Problem description >> Where does the string "constraints" appear in the records? Copy every line that contains it.

== == ==

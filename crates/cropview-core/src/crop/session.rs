use tracing::debug;

use crate::consts::DEFAULT_CROP_FRACTION;
use crate::coords::{CoordinateSpace, CropRegion, NativeRect};
use crate::crop::constraints::CropConstraints;
use crate::geometry::{NaturalSize, Rect, ViewTransform, ViewportSize};

/// Everything the session needs to place or re-express a rectangle.
#[derive(Clone, Copy, Debug)]
pub struct CropFrame {
    /// Space selections are edited in: viewport when the transform is
    /// active, native in legacy mode.
    pub space: CoordinateSpace,
    pub transform: ViewTransform,
    pub viewport: ViewportSize,
    pub natural: NaturalSize,
    pub constraints: CropConstraints,
    pub host_default: Option<NativeRect>,
}

impl CropFrame {
    /// The rectangle selections must stay inside.
    pub fn bounds(&self) -> Rect {
        match self.space {
            CoordinateSpace::Viewport => self.viewport.to_rect(),
            CoordinateSpace::Native => self.natural.to_rect(),
        }
    }

    fn constrain(&self, region: CropRegion) -> CropRegion {
        let region = region.to_space(self.space, &self.transform, self.natural);
        let rect = self.constraints.apply(region.rect(), self.bounds());
        match self.space {
            CoordinateSpace::Viewport => CropRegion::viewport(rect),
            CoordinateSpace::Native => CropRegion::native(rect),
        }
    }
}

/// Crop-editing state: the live selection plus the last completed crop.
///
/// Turning editing off keeps the selection so turning it back on restores it.
#[derive(Clone, Debug, Default)]
pub struct CropSession {
    enabled: bool,
    selection: Option<CropRegion>,
    /// Kept in native space so it survives any later transform.
    completed: Option<CropRegion>,
}

impl CropSession {
    pub fn new() -> Self {
        Self::default()
    }

    pub fn is_enabled(&self) -> bool {
        self.enabled
    }

    pub fn selection(&self) -> Option<CropRegion> {
        self.selection
    }

    pub fn completed(&self) -> Option<CropRegion> {
        self.completed
    }

    /// Enter crop editing. The selection is created on first entry:
    /// preserved selection, else last completed crop, else the host
    /// default, else a centred fraction of the bounds.
    pub fn enable(&mut self, frame: &CropFrame) -> CropRegion {
        self.enabled = true;

        let region = if let Some(sel) = self.selection {
            frame.constrain(sel)
        } else if let Some(done) = self.completed {
            frame.constrain(done)
        } else if let Some(default) = frame.host_default {
            frame.constrain(CropRegion::native(default.resolve(frame.natural)))
        } else {
            let rect = frame
                .constraints
                .centered_default(frame.bounds(), DEFAULT_CROP_FRACTION);
            match frame.space {
                CoordinateSpace::Viewport => CropRegion::viewport(rect),
                CoordinateSpace::Native => CropRegion::native(rect),
            }
        };

        debug!(space = ?region.space(), rect = ?region.rect(), "Crop editing enabled");
        self.selection = Some(region);
        region
    }

    pub fn disable(&mut self) {
        self.enabled = false;
    }

    /// Store a rectangle edited by the crop widget, expressed in
    /// `frame.space`. Returns the constrained result.
    pub fn edit(&mut self, rect: Rect, frame: &CropFrame) -> CropRegion {
        let region = match frame.space {
            CoordinateSpace::Viewport => CropRegion::viewport(rect),
            CoordinateSpace::Native => CropRegion::native(rect),
        };
        let region = frame.constrain(region);
        self.selection = Some(region);
        region
    }

    /// Record the current selection as the completed crop.
    pub fn complete(&mut self, frame: &CropFrame) -> Option<CropRegion> {
        let sel = self.selection?;
        let done = sel.to_space(CoordinateSpace::Native, &frame.transform, frame.natural);
        self.completed = Some(done);
        Some(done)
    }

    /// Re-project a viewport-space selection after a viewport resize so it
    /// keeps covering the same image content.
    pub fn reproject(&mut self, old_transform: &ViewTransform, frame: &CropFrame) {
        let Some(sel) = self.selection else {
            return;
        };
        if sel.space() != CoordinateSpace::Viewport {
            self.selection = Some(frame.constrain(sel));
            return;
        }
        let native = sel.to_space(CoordinateSpace::Native, old_transform, frame.natural);
        self.selection = Some(frame.constrain(native));
    }

    /// Drop every rectangle (new image or decode failure).
    pub fn clear(&mut self) {
        self.selection = None;
        self.completed = None;
    }
}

== == ==

Answer to the exercise >>
use crate::crop::constraints::CropConstraints;
    pub constraints: CropConstraints,
        let rect = self.constraints.apply(region.rect(), self.bounds());
                .constraints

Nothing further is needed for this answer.